PhD candidate, UT
Friday, April 23, 202: 15:30-16:30
Baucum’s research focuses on improving the application of reinforcement learning to medical decision-making problems. He specializes in solving treatment-planning problems through the use of environment models, which are models that can simulate realistic patient symptom trajectories. These models are learned from real-world patient data and, when properly constructed and validated, can be paired with reinforcement learning algorithms to identify optimal treatment policies. Some of my past work focuses on designing new methods for building these environment models, while other work applies them to current healthcare challenges. He works under Dr. Anahita Khojandi and is scheduled to graduate in summer 2021.

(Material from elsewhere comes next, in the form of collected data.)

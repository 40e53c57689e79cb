use std::time::Instant;

use ratatui::{
    layout::Rect,
    widgets::{Block, Paragraph},
    Frame,
};

use nn_dashboard::{
    network::NodeId,
    visualizers::{attention::HEADS, feature_maps::MAP_COUNT},
    Scheduler,
};

use super::{
    layout,
    theme::Theme,
    widgets::{self, NetworkScene, NodeMark},
};
use crate::state::dashboard::{node_position, Dashboard, Tab};

/// Draws the entire UI.
pub fn draw<S: Scheduler>(f: &mut Frame, dash: &Dashboard<S>, now: Instant) {
    let theme = Theme::for_mode(dash.prefs().dark_mode);
    let area = f.size();
    f.render_widget(Block::default().style(theme.base()), area);

    let snapshot = dash.snapshot();
    let visuals = dash.visuals();

    let (header_area, body_area, logs_area) = layout::vertical(area);
    let (status_area, progress_area) = layout::header(header_area);
    let (tabs_area, chart_area, controls_area) = layout::body(body_area);

    f.render_widget(
        widgets::header(visuals.status(), &snapshot, &theme),
        status_area,
    );
    f.render_widget(widgets::progress(visuals.status(), &theme), progress_area);

    let (bar_area, content_area) = layout::tabs(tabs_area);
    f.render_widget(widgets::tab_bar(dash.tab(), &theme), bar_area);
    match dash.tab() {
        Tab::Network => draw_network(f, dash, content_area, now, theme),
        Tab::Features => draw_feature_maps(f, dash, content_area, &theme),
        Tab::Attention => draw_attention(f, dash, content_area, &theme),
        Tab::Confusion => {
            f.render_widget(widgets::confusion(visuals.confusion(), &theme), content_area)
        }
    }

    let chart = visuals.chart();
    let curve = chart.curve.iter().map(|p| (p.x, p.y)).collect::<Vec<_>>();
    let points = chart.points.iter().map(|p| (p.x, p.y)).collect::<Vec<_>>();
    f.render_widget(
        widgets::loss_chart(&curve, &points, chart.width, &theme),
        chart_area,
    );

    f.render_widget(widgets::controls(dash.prefs(), &theme), controls_area);
    f.render_widget(widgets::logs(visuals.logs(), &theme), logs_area);
}

fn draw_network<S: Scheduler>(
    f: &mut Frame,
    dash: &Dashboard<S>,
    area: Rect,
    now: Instant,
    theme: Theme,
) {
    let renderer = dash.visuals().network();
    let topology = *renderer.topology();
    let position = |id: NodeId| node_position(&topology, id);

    let nodes = renderer
        .graph()
        .nodes
        .iter()
        .filter_map(|n| {
            Some(NodeMark {
                at: position(n.id)?,
                role: n.role,
            })
        })
        .collect();

    let mut edges = renderer.layout(position);
    edges.truncate(dash.revealed_edges(now));

    let layer_labels = (0..topology.layers().len())
        .filter_map(|li| {
            let at = position(NodeId::new(li, 0))?;
            Some((at.x, topology.layers()[li].name))
        })
        .collect();

    let particles = dash
        .particle_positions(now)
        .into_iter()
        .map(|p| (p.x, p.y))
        .collect();

    let scene = NetworkScene {
        nodes,
        edges,
        layer_labels,
        particles,
        style: dash.visuals().network_style(),
        pulse_on: dash.pulse_phase(now),
    };
    f.render_widget(
        widgets::network(topology.variant().display_name(), scene, theme),
        area,
    );
}

fn draw_feature_maps<S: Scheduler>(f: &mut Frame, dash: &Dashboard<S>, area: Rect, theme: &Theme) {
    let frame = dash.visuals().feature_maps();
    let cells = layout::grid(area, 3, (MAP_COUNT as u32).div_ceil(3));
    for (map, cell) in frame.maps.iter().zip(cells) {
        f.render_widget(widgets::feature_map(map, theme), cell);
    }
}

fn draw_attention<S: Scheduler>(f: &mut Frame, dash: &Dashboard<S>, area: Rect, theme: &Theme) {
    let frame = dash.visuals().attention();
    if !frame.is_visible() {
        let hint = if dash.snapshot().variant() == nn_dashboard::Variant::Transformer {
            "attention appears every few epochs"
        } else {
            "attention is only shown for the transformer model"
        };
        f.render_widget(Paragraph::new(hint).style(theme.muted()), area);
        return;
    }

    let cells = layout::grid(area, 2, (HEADS as u32).div_ceil(2));
    for (i, (head, cell)) in frame.heads.iter().zip(cells).enumerate() {
        f.render_widget(widgets::attention_head(i, head, theme), cell);
    }
}
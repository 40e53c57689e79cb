use std::time::{Duration, Instant};

use crossterm::event::KeyCode;
use log::{info, warn};

use nn_dashboard::{
    network::{reveal_delay, NodeId, Point},
    prefs::{self, Preferences, PreferencesStore},
    visualizers::{data_flow, Particle, Route},
    DashboardConfig, MetricsGenerator, RunState, Scheduler, Snapshot, Topology, TrainingDriver,
    TrainingEvent, TrainingListener, Visuals,
};

/// Side of the square virtual surface the network is laid out on.
pub const CANVAS_SIZE: f64 = 100.0;
const CANVAS_MARGIN: f64 = 8.0;

const LEARNING_RATE_STEP: f64 = 2.0;

#[derive(Debug, Clone, Copy, PartialEq, Eq)]
pub enum Tab {
    Network,
    Features,
    Attention,
    Confusion,
}

impl Tab {
    pub const ALL: [Tab; 4] = [Tab::Network, Tab::Features, Tab::Attention, Tab::Confusion];

    pub fn title(self) -> &'static str {
        match self {
            Tab::Network => "Network",
            Tab::Features => "Feature Maps",
            Tab::Attention => "Attention",
            Tab::Confusion => "Confusion",
        }
    }

    pub fn index(self) -> usize {
        Self::ALL.iter().position(|t| *t == self).unwrap_or(0)
    }

    pub fn next(self) -> Self {
        Self::ALL[(self.index() + 1) % Self::ALL.len()]
    }
}

pub enum Action {
    None,
    Quit,
}

/// Where `id` sits on the network canvas: layers spread left to right, units top to bottom.
pub fn node_position(topology: &Topology, id: NodeId) -> Option<Point> {
    let layers = topology.layers();
    let units = layers.get(id.layer)?.units;
    if id.index >= units {
        return None;
    }

    let span = CANVAS_SIZE - 2.0 * CANVAS_MARGIN;
    let x = match layers.len() {
        1 => CANVAS_SIZE / 2.0,
        n => CANVAS_MARGIN + span * id.layer as f64 / (n - 1) as f64,
    };
    let y = CANVAS_SIZE * (units - id.index) as f64 / (units + 1) as f64;
    Some(Point::new(x, y))
}

/// Passes events on to the visuals and keeps the routes of every epoch update,
/// so a poll that runs several ticks spawns particles for each of them.
struct FlowTap<'a> {
    visuals: &'a mut Visuals,
    routes: Vec<Route>,
}

impl TrainingListener for FlowTap<'_> {
    fn on_event(&mut self, event: &TrainingEvent, snapshot: &Snapshot<'_>) {
        self.visuals.on_event(event, snapshot);
        if let TrainingEvent::EpochUpdated { .. } = event {
            self.routes.extend_from_slice(self.visuals.routes());
        }
    }
}

/// Everything the terminal shows: the training driver, its visual listener and the
/// user's preferences.
pub struct Dashboard<S: Scheduler> {
    driver: TrainingDriver<S>,
    visuals: Visuals,
    prefs: Preferences,
    store: Box<dyn PreferencesStore>,
    tab: Tab,
    revealed_at: Option<Instant>,
    particles: Vec<(Particle, Instant)>,
}

impl<S: Scheduler> Dashboard<S> {
    /// Builds the dashboard, restoring the last selected model from `store`.
    ///
    /// # Errors
    /// Returns an error if `config` holds invalid bounds.
    pub fn new(
        config: &DashboardConfig,
        scheduler: S,
        store: Box<dyn PreferencesStore>,
    ) -> anyhow::Result<Self> {
        let prefs = prefs::load(store.as_ref());
        let seed = config.noise_seed();
        let driver = TrainingDriver::new(
            config.driver_config()?,
            prefs.model_type,
            MetricsGenerator::new(Some(seed)),
            scheduler,
        );
        let visuals = Visuals::new(*driver.topology(), config.cadence, seed);
        info!(variant = prefs.model_type.label(), seed; "dashboard ready");

        Ok(Self {
            driver,
            visuals,
            prefs,
            store,
            tab: Tab::Network,
            revealed_at: None,
            particles: Vec::new(),
        })
    }

    pub fn snapshot(&self) -> Snapshot<'_> {
        self.driver.snapshot()
    }

    pub fn visuals(&self) -> &Visuals {
        &self.visuals
    }

    pub fn prefs(&self) -> &Preferences {
        &self.prefs
    }

    pub fn tab(&self) -> Tab {
        self.tab
    }

    pub fn handle_key(&mut self, key: KeyCode, now: Instant) -> Action {
        match key {
            KeyCode::Char('q') | KeyCode::Esc => return Action::Quit,
            KeyCode::Tab => self.tab = self.tab.next(),

            KeyCode::Char('s') => {
                if self.driver.start(&mut self.visuals) {
                    self.revealed_at = Some(now);
                    self.particles.clear();
                }
            }
            KeyCode::Char('p') => {
                self.driver.toggle_pause(&mut self.visuals);
            }
            KeyCode::Char('r') => {
                self.driver.reset(&mut self.visuals);
                self.clear_network();
            }

            KeyCode::Char('m') => {
                let next = self.prefs.model_type.next();
                if self.driver.set_variant(next, &mut self.visuals) {
                    self.clear_network();
                }
                self.prefs.model_type = next;
                self.save_prefs();
            }
            KeyCode::Char('D') => {
                self.prefs.cycle_dataset();
                self.save_prefs();
            }
            KeyCode::Char('+') | KeyCode::Char('=') => {
                self.prefs.scale_learning_rate(LEARNING_RATE_STEP);
                self.save_prefs();
            }
            KeyCode::Char('-') => {
                self.prefs.scale_learning_rate(1.0 / LEARNING_RATE_STEP);
                self.save_prefs();
            }
            KeyCode::Char('b') => {
                self.prefs.cycle_batch_size();
                self.save_prefs();
            }
            KeyCode::Char('t') => {
                self.prefs.dark_mode = !self.prefs.dark_mode;
                self.save_prefs();
            }
            _ => {}
        }
        Action::None
    }

    /// Runs due ticks and spawns or retires particles. Called once per frame.
    pub fn update(&mut self, now: Instant) {
        let mut tap = FlowTap {
            visuals: &mut self.visuals,
            routes: Vec::new(),
        };
        self.driver.poll(&mut tap);
        let routes = tap.routes;

        if !routes.is_empty() {
            let topology = *self.visuals.network().topology();
            let spawned = data_flow::place(&routes, |id| node_position(&topology, id));
            self.particles.extend(spawned.into_iter().map(|p| (p, now)));
        }

        self.particles
            .retain(|(p, born)| !p.is_expired(now.saturating_duration_since(*born)));
    }

    /// Fits the loss chart to a panel `cols` cells wide.
    pub fn resize(&mut self, cols: u16) {
        self.visuals.set_chart_width(f64::from(cols));
    }

    /// Number of connections already faded in.
    pub fn revealed_edges(&self, now: Instant) -> usize {
        let total = self.visuals.network().graph().edges.len();
        if self.driver.state() == RunState::Idle {
            return 0;
        }
        let Some(at) = self.revealed_at else {
            return total;
        };
        let elapsed = now.saturating_duration_since(at);
        (0..total)
            .position(|i| reveal_delay(i) > elapsed)
            .unwrap_or(total)
    }

    /// Current particle positions on the canvas.
    pub fn particle_positions(&self, now: Instant) -> Vec<Point> {
        self.particles
            .iter()
            .map(|(p, born)| p.position_at(now.saturating_duration_since(*born)))
            .collect()
    }

    /// Blink phase of the output neurons, flipping every 500 ms.
    pub fn pulse_phase(&self, now: Instant) -> bool {
        let since = self
            .revealed_at
            .map_or(Duration::ZERO, |at| now.saturating_duration_since(at));
        (since.as_millis() / 500) % 2 == 0
    }

    fn clear_network(&mut self) {
        self.revealed_at = None;
        self.particles.clear();
    }

    fn save_prefs(&mut self) {
        if let Err(e) = prefs::save(self.store.as_mut(), &self.prefs) {
            warn!("failed to save preferences: {e}");
        }
    }
}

Effective treatment of Parkinson’s disease (PD) is a continual challenge for healthcare providers, given patients’ unique symptom patterns and barriers to accessing neurology care. Providers can thus benefit from leveraging emerging technologies to supplement traditional clinic care. We develop a data-driven reinforcement learning (RL) framework to optimize PD medication regimens through wearable sensors. We leverage a dataset of 26 PD patients who wore wrist-mounted movement trackers for two separate six-day periods, whose medication regimens were modified per physician evaluations of collected data after the first wear period. We showcase the effectiveness of our RL framework as a decision support tool to prescribe medication regimens/changes to enable and augment decision making. To do so, we first build and validate a simulation model of how individual patients’ movement symptoms respond to medication administration. We then pair this simulation model with an on-policy RL algorithm that recommends optimal medication types, timing, and dosages during the day, while incorporating human-in-the-loop considerations on medication administration. The results show that the patient-specific RL-prescribed medication regimens outperform the physician-updated medication regimens, despite physicians having access to the same data as the RL agent. These resulting patient-specific RL policies provide clinically defensible treatment strategies. By re-training the RL policies with different dosing frequencies, we also identify patients who may benefit from alternative therapies (such as continuous-administration medication pumps) and those who could switch to lower-frequency regimens without sacrificing symptom improvement.